Compute the number of lines in the following data that include the word "earlier", and output that number alone.

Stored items
= = = = =

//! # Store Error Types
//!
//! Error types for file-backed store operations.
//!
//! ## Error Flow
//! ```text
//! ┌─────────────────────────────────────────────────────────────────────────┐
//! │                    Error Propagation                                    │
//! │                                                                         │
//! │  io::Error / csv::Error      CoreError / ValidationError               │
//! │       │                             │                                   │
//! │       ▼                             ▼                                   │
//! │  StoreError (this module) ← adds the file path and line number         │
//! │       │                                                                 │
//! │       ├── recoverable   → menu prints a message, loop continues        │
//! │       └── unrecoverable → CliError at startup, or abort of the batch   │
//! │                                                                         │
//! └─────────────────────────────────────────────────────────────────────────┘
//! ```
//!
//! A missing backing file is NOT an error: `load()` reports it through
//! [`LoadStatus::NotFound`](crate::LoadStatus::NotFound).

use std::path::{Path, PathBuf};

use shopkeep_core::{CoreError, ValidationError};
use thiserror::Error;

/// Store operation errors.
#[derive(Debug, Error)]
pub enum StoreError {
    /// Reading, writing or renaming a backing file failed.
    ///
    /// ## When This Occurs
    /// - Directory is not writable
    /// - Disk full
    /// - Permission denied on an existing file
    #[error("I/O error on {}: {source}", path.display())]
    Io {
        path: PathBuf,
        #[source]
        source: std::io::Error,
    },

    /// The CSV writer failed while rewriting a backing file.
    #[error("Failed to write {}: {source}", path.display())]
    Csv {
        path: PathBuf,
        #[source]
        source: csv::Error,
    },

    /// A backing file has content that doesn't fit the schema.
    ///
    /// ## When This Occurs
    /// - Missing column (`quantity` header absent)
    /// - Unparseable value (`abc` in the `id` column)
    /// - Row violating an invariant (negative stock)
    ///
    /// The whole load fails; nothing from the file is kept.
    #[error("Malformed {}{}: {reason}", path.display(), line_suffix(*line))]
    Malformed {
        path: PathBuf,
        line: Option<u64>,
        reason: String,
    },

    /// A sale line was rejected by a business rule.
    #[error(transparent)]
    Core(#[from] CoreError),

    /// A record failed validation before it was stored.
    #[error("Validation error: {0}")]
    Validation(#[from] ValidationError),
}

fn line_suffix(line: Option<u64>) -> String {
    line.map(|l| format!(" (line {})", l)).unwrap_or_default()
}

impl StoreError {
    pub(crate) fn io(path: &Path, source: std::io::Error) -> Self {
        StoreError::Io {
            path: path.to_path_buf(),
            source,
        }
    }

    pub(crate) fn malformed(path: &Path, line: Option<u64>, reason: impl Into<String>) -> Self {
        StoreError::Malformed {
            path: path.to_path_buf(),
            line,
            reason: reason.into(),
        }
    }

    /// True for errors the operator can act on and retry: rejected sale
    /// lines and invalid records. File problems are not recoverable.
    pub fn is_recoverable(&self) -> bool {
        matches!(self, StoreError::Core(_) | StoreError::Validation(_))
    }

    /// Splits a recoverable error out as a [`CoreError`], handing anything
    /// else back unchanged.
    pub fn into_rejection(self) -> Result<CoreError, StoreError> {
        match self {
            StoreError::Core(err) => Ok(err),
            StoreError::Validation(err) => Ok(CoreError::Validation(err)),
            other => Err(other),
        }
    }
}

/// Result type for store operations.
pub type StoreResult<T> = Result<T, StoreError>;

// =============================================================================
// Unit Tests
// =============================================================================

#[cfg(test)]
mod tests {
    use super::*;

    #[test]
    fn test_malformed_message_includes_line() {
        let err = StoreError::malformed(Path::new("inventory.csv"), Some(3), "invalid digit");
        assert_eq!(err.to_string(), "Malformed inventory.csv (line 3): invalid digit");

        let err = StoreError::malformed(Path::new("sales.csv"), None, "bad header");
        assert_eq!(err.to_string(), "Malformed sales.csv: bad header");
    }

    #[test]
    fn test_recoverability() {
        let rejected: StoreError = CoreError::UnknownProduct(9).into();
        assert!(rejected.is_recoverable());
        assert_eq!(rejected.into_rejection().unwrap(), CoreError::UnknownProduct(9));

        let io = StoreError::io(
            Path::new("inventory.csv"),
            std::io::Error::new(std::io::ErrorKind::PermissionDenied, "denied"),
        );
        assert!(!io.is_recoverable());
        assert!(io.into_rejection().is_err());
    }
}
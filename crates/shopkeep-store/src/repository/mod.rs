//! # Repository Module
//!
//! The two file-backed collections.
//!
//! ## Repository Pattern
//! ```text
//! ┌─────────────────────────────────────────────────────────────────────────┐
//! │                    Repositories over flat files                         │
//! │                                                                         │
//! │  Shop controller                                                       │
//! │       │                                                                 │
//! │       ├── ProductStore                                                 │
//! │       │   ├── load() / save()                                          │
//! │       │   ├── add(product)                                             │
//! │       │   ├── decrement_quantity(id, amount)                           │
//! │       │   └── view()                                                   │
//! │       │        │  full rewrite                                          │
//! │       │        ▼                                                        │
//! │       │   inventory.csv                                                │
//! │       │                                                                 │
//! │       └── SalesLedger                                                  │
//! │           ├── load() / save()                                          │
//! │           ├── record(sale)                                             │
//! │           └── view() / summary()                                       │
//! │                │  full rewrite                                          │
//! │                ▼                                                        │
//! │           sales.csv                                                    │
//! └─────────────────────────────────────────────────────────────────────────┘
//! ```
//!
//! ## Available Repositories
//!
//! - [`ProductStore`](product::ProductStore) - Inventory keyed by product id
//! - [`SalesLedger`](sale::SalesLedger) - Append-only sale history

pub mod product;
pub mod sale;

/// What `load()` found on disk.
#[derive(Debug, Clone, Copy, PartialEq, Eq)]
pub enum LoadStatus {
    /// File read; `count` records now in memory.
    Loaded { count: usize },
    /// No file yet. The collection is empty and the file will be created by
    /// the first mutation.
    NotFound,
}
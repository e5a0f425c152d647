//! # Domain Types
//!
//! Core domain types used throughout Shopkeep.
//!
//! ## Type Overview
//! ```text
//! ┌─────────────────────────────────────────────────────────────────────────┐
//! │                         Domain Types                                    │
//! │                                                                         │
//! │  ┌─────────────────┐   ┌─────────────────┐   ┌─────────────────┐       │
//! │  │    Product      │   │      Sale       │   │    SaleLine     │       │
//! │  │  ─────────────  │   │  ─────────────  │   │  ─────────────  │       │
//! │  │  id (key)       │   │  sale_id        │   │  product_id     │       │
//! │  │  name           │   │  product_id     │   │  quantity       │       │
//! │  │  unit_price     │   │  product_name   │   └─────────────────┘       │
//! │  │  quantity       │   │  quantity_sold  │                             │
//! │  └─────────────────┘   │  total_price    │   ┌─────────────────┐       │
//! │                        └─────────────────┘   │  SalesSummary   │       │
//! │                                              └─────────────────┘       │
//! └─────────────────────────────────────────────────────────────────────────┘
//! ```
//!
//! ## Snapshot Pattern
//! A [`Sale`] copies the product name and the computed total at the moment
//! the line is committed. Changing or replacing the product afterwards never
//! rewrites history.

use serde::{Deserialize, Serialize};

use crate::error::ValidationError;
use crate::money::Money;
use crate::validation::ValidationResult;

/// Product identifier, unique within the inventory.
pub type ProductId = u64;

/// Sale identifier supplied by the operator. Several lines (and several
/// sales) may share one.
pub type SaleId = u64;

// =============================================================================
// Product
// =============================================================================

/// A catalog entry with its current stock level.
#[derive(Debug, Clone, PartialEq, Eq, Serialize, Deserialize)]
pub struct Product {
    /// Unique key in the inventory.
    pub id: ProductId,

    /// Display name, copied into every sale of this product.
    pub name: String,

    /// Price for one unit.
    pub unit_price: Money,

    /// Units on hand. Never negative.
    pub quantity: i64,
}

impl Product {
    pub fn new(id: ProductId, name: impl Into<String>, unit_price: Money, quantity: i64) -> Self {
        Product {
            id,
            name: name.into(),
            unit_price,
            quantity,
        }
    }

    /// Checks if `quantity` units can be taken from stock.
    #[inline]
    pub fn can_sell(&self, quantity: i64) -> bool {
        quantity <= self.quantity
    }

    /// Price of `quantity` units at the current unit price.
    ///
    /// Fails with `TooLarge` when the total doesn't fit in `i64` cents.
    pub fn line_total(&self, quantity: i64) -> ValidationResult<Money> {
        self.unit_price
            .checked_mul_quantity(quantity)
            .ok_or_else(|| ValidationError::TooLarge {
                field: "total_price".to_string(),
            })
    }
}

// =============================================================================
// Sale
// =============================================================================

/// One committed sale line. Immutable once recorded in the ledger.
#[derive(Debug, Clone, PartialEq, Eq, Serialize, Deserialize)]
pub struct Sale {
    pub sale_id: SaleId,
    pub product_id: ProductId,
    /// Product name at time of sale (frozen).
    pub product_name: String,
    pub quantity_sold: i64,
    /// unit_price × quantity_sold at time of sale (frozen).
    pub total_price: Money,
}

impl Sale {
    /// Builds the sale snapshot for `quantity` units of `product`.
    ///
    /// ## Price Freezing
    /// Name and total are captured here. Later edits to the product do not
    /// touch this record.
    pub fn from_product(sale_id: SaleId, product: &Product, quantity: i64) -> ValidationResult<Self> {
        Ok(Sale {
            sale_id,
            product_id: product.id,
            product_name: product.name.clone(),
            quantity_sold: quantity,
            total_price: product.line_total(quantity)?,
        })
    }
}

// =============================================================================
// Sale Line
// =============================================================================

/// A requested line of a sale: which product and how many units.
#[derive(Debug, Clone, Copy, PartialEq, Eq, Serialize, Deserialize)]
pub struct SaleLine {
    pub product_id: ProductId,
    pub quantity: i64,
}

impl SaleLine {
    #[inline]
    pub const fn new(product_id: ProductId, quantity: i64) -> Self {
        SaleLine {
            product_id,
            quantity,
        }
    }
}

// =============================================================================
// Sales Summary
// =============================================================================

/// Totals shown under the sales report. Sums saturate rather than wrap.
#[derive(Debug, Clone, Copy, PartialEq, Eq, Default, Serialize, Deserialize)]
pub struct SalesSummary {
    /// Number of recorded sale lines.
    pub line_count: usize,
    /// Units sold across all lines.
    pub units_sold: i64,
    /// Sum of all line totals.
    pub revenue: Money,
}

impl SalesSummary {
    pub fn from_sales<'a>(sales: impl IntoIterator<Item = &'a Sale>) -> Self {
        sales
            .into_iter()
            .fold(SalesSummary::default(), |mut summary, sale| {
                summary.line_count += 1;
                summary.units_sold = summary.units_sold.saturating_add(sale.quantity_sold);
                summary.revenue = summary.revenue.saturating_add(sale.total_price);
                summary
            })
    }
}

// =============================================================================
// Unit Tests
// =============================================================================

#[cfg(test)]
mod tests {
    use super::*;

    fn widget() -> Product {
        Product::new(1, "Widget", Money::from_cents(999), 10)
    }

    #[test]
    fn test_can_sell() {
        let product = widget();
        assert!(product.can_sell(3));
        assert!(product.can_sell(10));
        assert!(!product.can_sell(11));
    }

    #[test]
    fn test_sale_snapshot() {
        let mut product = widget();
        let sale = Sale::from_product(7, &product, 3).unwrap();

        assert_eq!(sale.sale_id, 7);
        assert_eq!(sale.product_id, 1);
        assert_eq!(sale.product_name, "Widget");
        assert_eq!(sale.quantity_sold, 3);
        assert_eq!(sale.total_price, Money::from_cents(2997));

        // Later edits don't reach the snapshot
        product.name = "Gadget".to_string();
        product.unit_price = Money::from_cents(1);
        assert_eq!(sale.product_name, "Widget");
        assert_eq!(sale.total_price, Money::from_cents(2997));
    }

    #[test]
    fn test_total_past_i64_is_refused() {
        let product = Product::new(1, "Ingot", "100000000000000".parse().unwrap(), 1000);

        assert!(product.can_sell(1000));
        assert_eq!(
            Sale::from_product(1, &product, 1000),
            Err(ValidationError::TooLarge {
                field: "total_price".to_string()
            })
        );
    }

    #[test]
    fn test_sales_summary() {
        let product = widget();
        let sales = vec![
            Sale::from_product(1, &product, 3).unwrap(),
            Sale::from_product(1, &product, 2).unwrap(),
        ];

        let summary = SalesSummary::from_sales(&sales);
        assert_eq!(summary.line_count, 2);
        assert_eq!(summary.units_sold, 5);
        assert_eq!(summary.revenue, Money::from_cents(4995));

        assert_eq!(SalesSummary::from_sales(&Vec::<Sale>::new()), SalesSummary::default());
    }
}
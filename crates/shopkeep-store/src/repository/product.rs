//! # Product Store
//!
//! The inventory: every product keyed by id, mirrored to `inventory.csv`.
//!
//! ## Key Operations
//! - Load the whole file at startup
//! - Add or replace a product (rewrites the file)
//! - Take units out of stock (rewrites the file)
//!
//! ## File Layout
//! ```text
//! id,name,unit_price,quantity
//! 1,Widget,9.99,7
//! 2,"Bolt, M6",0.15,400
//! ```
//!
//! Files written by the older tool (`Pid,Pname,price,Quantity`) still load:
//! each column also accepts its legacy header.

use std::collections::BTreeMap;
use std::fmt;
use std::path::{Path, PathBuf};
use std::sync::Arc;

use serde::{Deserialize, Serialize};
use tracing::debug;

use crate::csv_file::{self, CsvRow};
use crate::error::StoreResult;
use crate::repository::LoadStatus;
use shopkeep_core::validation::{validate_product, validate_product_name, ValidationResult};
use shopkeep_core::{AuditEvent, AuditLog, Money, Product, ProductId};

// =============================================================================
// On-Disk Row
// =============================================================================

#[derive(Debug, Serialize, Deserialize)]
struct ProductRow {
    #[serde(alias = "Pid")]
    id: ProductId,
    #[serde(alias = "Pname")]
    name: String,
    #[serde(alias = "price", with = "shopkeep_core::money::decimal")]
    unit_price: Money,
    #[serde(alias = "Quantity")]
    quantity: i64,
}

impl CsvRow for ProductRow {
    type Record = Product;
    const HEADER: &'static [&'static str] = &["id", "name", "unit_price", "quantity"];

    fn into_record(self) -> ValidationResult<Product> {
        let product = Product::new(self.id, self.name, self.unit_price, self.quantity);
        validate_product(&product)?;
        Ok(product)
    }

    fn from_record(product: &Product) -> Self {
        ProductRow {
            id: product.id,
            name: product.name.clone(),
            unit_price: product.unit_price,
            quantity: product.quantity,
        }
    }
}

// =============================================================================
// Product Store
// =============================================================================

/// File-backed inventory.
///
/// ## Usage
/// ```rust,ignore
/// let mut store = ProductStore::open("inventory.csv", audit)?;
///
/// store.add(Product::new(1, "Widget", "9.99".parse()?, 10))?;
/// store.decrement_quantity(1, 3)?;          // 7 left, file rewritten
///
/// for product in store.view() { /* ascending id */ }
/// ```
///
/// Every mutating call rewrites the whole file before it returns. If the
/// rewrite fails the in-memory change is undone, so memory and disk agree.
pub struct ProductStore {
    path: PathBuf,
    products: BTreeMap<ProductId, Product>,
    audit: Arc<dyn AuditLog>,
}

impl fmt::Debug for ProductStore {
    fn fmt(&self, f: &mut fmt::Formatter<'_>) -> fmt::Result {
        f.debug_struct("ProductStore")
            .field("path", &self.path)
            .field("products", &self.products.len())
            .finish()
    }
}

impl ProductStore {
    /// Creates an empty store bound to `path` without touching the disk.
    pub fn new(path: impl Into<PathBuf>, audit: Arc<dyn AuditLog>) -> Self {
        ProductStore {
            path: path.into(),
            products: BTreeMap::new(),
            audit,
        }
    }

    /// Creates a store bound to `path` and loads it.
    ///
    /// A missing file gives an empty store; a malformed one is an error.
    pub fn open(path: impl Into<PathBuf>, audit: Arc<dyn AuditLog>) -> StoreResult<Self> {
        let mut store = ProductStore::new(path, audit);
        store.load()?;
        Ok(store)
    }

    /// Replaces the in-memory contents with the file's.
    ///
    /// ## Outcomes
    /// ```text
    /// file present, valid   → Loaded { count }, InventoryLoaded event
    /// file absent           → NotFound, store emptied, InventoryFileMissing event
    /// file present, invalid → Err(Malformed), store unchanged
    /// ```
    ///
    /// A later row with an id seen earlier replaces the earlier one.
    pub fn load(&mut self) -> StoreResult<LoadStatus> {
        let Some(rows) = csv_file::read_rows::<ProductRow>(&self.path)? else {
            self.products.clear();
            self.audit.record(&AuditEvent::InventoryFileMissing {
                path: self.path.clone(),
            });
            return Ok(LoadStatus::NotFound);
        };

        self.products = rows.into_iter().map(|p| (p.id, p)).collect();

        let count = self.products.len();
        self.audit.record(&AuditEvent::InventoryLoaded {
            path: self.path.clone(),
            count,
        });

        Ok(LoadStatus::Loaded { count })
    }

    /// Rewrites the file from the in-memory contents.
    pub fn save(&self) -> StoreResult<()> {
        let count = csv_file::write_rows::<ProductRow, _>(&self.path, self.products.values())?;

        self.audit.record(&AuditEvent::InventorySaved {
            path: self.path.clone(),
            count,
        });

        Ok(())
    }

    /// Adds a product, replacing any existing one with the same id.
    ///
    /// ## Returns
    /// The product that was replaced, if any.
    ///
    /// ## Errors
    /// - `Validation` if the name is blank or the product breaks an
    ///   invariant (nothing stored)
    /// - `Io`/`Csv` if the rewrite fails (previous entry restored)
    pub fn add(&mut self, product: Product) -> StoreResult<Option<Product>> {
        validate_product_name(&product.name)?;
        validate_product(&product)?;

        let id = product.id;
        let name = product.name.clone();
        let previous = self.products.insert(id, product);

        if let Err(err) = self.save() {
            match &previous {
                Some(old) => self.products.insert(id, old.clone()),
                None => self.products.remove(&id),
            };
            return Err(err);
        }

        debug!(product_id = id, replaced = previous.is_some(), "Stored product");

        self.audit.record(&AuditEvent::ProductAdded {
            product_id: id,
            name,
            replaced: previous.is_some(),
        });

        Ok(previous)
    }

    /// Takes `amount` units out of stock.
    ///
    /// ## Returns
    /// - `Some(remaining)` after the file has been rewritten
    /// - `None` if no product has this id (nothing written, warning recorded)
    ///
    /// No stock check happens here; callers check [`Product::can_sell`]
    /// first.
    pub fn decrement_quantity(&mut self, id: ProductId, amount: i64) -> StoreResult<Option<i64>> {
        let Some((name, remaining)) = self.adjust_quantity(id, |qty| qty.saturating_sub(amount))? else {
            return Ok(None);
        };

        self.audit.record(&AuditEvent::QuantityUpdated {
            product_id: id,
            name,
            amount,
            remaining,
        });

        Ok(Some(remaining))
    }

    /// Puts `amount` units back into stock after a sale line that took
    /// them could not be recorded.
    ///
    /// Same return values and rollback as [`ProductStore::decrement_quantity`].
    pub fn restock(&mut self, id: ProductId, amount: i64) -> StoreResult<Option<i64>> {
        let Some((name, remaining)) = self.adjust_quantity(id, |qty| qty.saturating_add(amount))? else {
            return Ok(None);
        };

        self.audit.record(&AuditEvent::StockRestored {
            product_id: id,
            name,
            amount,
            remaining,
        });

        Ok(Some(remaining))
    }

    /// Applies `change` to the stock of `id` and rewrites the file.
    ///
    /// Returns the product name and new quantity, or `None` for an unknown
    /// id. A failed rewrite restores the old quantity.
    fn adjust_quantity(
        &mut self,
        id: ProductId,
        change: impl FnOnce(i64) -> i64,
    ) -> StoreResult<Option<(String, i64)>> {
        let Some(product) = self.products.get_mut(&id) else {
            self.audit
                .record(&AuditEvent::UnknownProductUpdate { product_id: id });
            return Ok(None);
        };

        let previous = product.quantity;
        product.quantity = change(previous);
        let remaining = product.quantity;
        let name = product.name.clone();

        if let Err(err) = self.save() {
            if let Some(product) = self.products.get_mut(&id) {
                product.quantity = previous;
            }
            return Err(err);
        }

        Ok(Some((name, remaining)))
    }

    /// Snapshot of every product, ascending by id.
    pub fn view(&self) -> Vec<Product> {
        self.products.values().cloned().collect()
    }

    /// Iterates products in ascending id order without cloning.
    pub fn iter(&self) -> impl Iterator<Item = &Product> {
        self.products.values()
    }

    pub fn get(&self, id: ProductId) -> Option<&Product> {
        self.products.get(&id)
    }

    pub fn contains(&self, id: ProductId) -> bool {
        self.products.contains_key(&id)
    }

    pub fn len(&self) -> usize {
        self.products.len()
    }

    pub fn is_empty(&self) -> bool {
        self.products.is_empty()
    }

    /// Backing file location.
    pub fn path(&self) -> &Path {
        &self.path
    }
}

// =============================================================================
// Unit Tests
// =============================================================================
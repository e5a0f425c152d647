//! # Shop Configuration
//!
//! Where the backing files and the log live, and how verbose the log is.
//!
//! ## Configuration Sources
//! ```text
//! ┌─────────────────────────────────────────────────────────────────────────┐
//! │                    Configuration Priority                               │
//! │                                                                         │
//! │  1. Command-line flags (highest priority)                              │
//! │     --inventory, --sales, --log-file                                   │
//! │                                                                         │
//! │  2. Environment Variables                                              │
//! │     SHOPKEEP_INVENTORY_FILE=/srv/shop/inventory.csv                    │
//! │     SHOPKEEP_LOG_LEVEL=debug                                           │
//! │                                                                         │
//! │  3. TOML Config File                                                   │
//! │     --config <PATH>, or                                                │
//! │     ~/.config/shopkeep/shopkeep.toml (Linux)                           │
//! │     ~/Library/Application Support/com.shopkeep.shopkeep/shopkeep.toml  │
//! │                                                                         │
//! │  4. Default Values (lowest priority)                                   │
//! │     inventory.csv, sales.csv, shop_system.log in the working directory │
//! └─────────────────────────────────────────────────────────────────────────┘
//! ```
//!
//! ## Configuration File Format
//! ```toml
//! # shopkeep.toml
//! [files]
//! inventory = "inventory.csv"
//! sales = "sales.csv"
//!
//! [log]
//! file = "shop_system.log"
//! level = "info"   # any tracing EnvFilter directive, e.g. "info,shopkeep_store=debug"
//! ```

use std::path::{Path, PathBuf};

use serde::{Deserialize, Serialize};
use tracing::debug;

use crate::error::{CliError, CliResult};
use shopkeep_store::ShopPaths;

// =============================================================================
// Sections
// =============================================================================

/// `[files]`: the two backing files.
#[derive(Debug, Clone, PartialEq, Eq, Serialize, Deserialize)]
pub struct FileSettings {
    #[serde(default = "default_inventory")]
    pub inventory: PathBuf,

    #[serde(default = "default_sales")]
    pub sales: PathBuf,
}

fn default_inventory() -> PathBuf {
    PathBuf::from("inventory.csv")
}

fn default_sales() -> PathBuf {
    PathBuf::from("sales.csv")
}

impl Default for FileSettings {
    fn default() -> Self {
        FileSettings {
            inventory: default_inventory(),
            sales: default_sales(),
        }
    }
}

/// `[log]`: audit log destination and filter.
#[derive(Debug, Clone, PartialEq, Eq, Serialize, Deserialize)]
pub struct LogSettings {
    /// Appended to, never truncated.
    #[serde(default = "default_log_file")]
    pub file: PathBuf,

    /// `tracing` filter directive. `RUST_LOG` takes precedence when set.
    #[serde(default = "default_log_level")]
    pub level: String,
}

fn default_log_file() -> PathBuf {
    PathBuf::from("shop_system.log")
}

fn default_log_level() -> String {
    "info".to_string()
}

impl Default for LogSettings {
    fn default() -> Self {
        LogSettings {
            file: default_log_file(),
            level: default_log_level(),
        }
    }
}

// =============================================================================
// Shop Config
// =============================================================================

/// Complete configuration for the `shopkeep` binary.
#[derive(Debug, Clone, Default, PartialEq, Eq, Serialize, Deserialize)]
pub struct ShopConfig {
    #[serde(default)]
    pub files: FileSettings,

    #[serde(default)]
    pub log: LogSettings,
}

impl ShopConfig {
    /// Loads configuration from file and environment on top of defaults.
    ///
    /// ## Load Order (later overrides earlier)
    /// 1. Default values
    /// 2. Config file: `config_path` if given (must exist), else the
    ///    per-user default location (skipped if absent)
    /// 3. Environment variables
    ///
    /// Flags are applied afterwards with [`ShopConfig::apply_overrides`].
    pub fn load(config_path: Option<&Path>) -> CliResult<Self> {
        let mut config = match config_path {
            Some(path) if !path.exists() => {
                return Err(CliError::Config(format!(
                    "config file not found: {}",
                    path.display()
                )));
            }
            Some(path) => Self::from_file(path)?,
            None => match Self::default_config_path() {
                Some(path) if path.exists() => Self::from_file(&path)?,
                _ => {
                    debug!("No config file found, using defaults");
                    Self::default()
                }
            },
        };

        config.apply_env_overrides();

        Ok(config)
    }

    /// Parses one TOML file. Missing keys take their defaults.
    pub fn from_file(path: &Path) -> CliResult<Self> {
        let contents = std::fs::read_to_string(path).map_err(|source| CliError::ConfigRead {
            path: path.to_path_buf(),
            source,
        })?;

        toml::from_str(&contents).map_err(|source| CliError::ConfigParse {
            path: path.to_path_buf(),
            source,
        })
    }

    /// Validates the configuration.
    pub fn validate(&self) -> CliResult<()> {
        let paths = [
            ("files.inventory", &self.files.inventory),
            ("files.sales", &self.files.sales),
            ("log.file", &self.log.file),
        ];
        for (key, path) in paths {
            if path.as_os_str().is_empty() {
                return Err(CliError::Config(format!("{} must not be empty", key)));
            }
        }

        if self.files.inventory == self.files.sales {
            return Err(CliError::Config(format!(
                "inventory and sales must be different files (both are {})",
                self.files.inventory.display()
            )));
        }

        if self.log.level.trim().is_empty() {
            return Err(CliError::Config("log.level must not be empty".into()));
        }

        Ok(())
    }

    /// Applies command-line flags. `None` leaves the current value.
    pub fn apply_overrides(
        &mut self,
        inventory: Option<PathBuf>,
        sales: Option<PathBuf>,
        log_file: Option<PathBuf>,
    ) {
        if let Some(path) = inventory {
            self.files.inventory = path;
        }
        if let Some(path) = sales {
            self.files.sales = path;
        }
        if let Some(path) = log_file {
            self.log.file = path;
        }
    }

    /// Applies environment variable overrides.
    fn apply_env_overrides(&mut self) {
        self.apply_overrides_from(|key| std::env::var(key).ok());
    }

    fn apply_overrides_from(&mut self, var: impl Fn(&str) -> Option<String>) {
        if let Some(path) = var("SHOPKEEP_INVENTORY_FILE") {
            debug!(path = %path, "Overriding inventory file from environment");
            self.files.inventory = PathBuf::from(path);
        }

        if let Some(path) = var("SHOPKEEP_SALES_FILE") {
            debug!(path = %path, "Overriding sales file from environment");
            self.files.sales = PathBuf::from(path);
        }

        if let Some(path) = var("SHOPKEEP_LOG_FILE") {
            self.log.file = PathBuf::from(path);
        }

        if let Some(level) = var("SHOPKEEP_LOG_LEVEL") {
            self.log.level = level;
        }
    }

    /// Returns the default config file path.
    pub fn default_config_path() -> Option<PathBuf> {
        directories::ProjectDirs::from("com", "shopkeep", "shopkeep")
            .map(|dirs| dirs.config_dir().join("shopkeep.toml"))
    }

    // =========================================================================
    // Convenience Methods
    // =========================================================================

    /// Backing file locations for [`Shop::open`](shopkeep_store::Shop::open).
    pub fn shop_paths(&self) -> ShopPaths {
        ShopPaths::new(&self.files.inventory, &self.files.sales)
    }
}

= = = = =

Exercise output: 2